MATERIAL PROVIDED START

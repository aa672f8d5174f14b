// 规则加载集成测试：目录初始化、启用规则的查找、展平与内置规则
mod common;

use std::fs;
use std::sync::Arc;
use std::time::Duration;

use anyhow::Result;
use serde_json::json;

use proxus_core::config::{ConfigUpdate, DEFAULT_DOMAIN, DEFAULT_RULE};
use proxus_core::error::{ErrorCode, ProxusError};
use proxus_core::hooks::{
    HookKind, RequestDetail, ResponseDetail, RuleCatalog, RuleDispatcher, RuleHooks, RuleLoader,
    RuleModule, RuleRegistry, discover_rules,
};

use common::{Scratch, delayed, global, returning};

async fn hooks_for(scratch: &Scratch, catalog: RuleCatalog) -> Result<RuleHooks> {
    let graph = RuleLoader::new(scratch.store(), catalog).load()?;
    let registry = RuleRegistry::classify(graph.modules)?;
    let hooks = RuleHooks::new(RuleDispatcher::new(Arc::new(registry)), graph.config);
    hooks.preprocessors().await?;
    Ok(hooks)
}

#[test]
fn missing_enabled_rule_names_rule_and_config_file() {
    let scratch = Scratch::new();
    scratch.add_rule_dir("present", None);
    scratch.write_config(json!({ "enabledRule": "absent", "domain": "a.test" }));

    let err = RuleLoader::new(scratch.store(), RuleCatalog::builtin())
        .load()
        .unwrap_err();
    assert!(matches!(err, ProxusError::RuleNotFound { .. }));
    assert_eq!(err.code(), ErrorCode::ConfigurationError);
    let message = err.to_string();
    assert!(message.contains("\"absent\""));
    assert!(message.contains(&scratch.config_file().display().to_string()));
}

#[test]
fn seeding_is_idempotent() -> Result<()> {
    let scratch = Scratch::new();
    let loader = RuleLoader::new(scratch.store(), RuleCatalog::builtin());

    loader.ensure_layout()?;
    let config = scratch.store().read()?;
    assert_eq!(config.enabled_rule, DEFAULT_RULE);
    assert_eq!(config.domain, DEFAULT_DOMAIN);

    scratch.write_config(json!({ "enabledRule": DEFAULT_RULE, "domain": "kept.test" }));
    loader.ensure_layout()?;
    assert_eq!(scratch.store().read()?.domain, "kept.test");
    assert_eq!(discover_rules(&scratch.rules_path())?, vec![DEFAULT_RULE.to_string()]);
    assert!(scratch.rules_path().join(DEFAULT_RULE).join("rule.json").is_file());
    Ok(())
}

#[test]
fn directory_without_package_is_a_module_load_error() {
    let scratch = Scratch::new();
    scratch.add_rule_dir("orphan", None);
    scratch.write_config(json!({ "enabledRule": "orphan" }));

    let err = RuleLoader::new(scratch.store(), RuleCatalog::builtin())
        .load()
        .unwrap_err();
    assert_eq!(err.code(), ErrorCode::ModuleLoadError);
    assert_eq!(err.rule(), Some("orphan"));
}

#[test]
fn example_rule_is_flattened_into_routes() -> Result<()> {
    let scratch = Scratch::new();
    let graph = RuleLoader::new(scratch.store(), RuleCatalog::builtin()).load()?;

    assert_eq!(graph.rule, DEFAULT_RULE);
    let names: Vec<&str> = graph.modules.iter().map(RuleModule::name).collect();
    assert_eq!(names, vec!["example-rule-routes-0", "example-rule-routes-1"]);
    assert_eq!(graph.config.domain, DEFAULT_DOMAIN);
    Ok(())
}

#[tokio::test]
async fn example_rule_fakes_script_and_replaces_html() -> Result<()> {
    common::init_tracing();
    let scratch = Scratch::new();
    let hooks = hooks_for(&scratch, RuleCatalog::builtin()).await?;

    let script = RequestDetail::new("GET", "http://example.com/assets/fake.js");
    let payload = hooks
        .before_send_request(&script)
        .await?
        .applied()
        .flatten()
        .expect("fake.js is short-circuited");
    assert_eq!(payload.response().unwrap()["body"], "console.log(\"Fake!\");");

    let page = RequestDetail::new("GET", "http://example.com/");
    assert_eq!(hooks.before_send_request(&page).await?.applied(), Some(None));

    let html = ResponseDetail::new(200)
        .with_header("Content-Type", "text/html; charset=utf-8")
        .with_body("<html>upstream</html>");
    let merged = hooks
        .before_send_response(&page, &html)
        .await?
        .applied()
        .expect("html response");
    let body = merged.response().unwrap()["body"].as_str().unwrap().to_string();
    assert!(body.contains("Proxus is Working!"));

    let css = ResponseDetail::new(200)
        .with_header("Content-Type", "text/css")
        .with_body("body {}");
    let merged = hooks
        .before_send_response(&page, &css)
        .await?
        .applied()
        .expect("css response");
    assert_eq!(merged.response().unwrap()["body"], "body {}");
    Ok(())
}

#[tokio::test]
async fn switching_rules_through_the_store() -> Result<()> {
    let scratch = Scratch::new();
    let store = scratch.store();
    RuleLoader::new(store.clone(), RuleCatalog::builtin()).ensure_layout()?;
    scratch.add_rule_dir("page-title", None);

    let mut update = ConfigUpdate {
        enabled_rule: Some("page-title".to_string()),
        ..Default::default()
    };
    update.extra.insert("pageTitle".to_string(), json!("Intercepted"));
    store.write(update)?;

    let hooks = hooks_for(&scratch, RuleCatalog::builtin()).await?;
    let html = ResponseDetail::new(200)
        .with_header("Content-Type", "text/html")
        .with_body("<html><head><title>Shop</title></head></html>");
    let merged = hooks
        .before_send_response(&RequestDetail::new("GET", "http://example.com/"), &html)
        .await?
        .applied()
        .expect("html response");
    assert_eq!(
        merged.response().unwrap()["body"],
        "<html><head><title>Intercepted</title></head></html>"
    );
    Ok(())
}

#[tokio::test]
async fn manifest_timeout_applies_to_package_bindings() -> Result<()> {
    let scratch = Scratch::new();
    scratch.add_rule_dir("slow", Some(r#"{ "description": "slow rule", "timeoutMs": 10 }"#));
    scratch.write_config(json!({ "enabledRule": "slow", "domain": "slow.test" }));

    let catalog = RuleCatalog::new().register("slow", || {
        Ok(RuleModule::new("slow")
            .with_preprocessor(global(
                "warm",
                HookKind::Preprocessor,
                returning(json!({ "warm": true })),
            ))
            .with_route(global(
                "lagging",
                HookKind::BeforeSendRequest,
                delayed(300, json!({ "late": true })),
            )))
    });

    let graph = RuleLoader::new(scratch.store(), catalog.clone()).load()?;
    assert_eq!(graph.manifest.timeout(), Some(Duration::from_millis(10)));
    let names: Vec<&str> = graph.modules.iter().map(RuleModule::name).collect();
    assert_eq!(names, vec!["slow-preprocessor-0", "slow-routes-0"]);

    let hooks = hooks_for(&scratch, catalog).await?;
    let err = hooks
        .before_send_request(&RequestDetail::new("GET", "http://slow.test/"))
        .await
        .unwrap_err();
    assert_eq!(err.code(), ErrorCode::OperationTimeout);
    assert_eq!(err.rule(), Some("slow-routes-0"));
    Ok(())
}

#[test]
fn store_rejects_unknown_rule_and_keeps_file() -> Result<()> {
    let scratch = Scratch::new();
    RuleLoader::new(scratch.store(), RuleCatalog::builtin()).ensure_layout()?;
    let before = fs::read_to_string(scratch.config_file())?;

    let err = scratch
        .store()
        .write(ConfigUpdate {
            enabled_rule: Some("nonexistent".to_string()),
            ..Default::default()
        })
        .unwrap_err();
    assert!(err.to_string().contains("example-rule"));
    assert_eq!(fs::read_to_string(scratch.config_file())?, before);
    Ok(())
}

MATERIAL PROVIDED END

## TASK OBJECTIVE
Each entry is to be returned in full, character for character.

## REPLY
repository aa672f8d5174f14b
// 规则加载集成测试：目录初始化、启用规则的查找、展平与内置规则
mod common;

use std::fs;
use std::sync::Arc;
use std::time::Duration;

use anyhow::Result;
use serde_json::json;

use proxus_core::config::{ConfigUpdate, DEFAULT_DOMAIN, DEFAULT_RULE};
use proxus_core::error::{ErrorCode, ProxusError};
use proxus_core::hooks::{
    HookKind, RequestDetail, ResponseDetail, RuleCatalog, RuleDispatcher, RuleHooks, RuleLoader,
    RuleModule, RuleRegistry, discover_rules,
};

use common::{Scratch, delayed, global, returning};

async fn hooks_for(scratch: &Scratch, catalog: RuleCatalog) -> Result<RuleHooks> {
    let graph = RuleLoader::new(scratch.store(), catalog).load()?;
    let registry = RuleRegistry::classify(graph.modules)?;
    let hooks = RuleHooks::new(RuleDispatcher::new(Arc::new(registry)), graph.config);
    hooks.preprocessors().await?;
    Ok(hooks)
}

#[test]
fn missing_enabled_rule_names_rule_and_config_file() {
    let scratch = Scratch::new();
    scratch.add_rule_dir("present", None);
    scratch.write_config(json!({ "enabledRule": "absent", "domain": "a.test" }));

    let err = RuleLoader::new(scratch.store(), RuleCatalog::builtin())
        .load()
        .unwrap_err();
    assert!(matches!(err, ProxusError::RuleNotFound { .. }));
    assert_eq!(err.code(), ErrorCode::ConfigurationError);
    let message = err.to_string();
    assert!(message.contains("\"absent\""));
    assert!(message.contains(&scratch.config_file().display().to_string()));
}

#[test]
fn seeding_is_idempotent() -> Result<()> {
    let scratch = Scratch::new();
    let loader = RuleLoader::new(scratch.store(), RuleCatalog::builtin());

    loader.ensure_layout()?;
    let config = scratch.store().read()?;
    assert_eq!(config.enabled_rule, DEFAULT_RULE);
    assert_eq!(config.domain, DEFAULT_DOMAIN);

    scratch.write_config(json!({ "enabledRule": DEFAULT_RULE, "domain": "kept.test" }));
    loader.ensure_layout()?;
    assert_eq!(scratch.store().read()?.domain, "kept.test");
    assert_eq!(discover_rules(&scratch.rules_path())?, vec![DEFAULT_RULE.to_string()]);
    assert!(scratch.rules_path().join(DEFAULT_RULE).join("rule.json").is_file());
    Ok(())
}

#[test]
fn directory_without_package_is_a_module_load_error() {
    let scratch = Scratch::new();
    scratch.add_rule_dir("orphan", None);
    scratch.write_config(json!({ "enabledRule": "orphan" }));

    let err = RuleLoader::new(scratch.store(), RuleCatalog::builtin())
        .load()
        .unwrap_err();
    assert_eq!(err.code(), ErrorCode::ModuleLoadError);
    assert_eq!(err.rule(), Some("orphan"));
}

#[test]
fn example_rule_is_flattened_into_routes() -> Result<()> {
    let scratch = Scratch::new();
    let graph = RuleLoader::new(scratch.store(), RuleCatalog::builtin()).load()?;

    assert_eq!(graph.rule, DEFAULT_RULE);
    let names: Vec<&str> = graph.modules.iter().map(RuleModule::name).collect();
    assert_eq!(names, vec!["example-rule-routes-0", "example-rule-routes-1"]);
    assert_eq!(graph.config.domain, DEFAULT_DOMAIN);
    Ok(())
}

#[tokio::test]
async fn example_rule_fakes_script_and_replaces_html() -> Result<()> {
    common::init_tracing();
    let scratch = Scratch::new();
    let hooks = hooks_for(&scratch, RuleCatalog::builtin()).await?;

    let script = RequestDetail::new("GET", "http://example.com/assets/fake.js");
    let payload = hooks
        .before_send_request(&script)
        .await?
        .applied()
        .flatten()
        .expect("fake.js is short-circuited");
    assert_eq!(payload.response().unwrap()["body"], "console.log(\"Fake!\");");

    let page = RequestDetail::new("GET", "http://example.com/");
    assert_eq!(hooks.before_send_request(&page).await?.applied(), Some(None));

    let html = ResponseDetail::new(200)
        .with_header("Content-Type", "text/html; charset=utf-8")
        .with_body("<html>upstream</html>");
    let merged = hooks
        .before_send_response(&page, &html)
        .await?
        .applied()
        .expect("html response");
    let body = merged.response().unwrap()["body"].as_str().unwrap().to_string();
    assert!(body.contains("Proxus is Working!"));

    let css = ResponseDetail::new(200)
        .with_header("Content-Type", "text/css")
        .with_body("body {}");
    let merged = hooks
        .before_send_response(&page, &css)
        .await?
        .applied()
        .expect("css response");
    assert_eq!(merged.response().unwrap()["body"], "body {}");
    Ok(())
}

#[tokio::test]
async fn switching_rules_through_the_store() -> Result<()> {
    let scratch = Scratch::new();
    let store = scratch.store();
    RuleLoader::new(store.clone(), RuleCatalog::builtin()).ensure_layout()?;
    scratch.add_rule_dir("page-title", None);

    let mut update = ConfigUpdate {
        enabled_rule: Some("page-title".to_string()),
        ..Default::default()
    };
    update.extra.insert("pageTitle".to_string(), json!("Intercepted"));
    store.write(update)?;

    let hooks = hooks_for(&scratch, RuleCatalog::builtin()).await?;
    let html = ResponseDetail::new(200)
        .with_header("Content-Type", "text/html")
        .with_body("<html><head><title>Shop</title></head></html>");
    let merged = hooks
        .before_send_response(&RequestDetail::new("GET", "http://example.com/"), &html)
        .await?
        .applied()
        .expect("html response");
    assert_eq!(
        merged.response().unwrap()["body"],
        "<html><head><title>Intercepted</title></head></html>"
    );
    Ok(())
}

#[tokio::test]
async fn manifest_timeout_applies_to_package_bindings() -> Result<()> {
    let scratch = Scratch::new();
    scratch.add_rule_dir("slow", Some(r#"{ "description": "slow rule", "timeoutMs": 10 }"#));
    scratch.write_config(json!({ "enabledRule": "slow", "domain": "slow.test" }));

    let catalog = RuleCatalog::new().register("slow", || {
        Ok(RuleModule::new("slow")
            .with_preprocessor(global(
                "warm",
                HookKind::Preprocessor,
                returning(json!({ "warm": true })),
            ))
            .with_route(global(
                "lagging",
                HookKind::BeforeSendRequest,
                delayed(300, json!({ "late": true })),
            )))
    });

    let graph = RuleLoader::new(scratch.store(), catalog.clone()).load()?;
    assert_eq!(graph.manifest.timeout(), Some(Duration::from_millis(10)));
    let names: Vec<&str> = graph.modules.iter().map(RuleModule::name).collect();
    assert_eq!(names, vec!["slow-preprocessor-0", "slow-routes-0"]);

    let hooks = hooks_for(&scratch, catalog).await?;
    let err = hooks
        .before_send_request(&RequestDetail::new("GET", "http://slow.test/"))
        .await
        .unwrap_err();
    assert_eq!(err.code(), ErrorCode::OperationTimeout);
    assert_eq!(err.rule(), Some("slow-routes-0"));
    Ok(())
}

#[test]
fn store_rejects_unknown_rule_and_keeps_file() -> Result<()> {
    let scratch = Scratch::new();
    RuleLoader::new(scratch.store(), RuleCatalog::builtin()).ensure_layout()?;
    let before = fs::read_to_string(scratch.config_file())?;

    let err = scratch
        .store()
        .write(ConfigUpdate {
            enabled_rule: Some("nonexistent".to_string()),
            ..Default::default()
        })
        .unwrap_err();
    assert!(err.to_string().contains("example-rule"));
    assert_eq!(fs::read_to_string(scratch.config_file())?, before);
    Ok(())
}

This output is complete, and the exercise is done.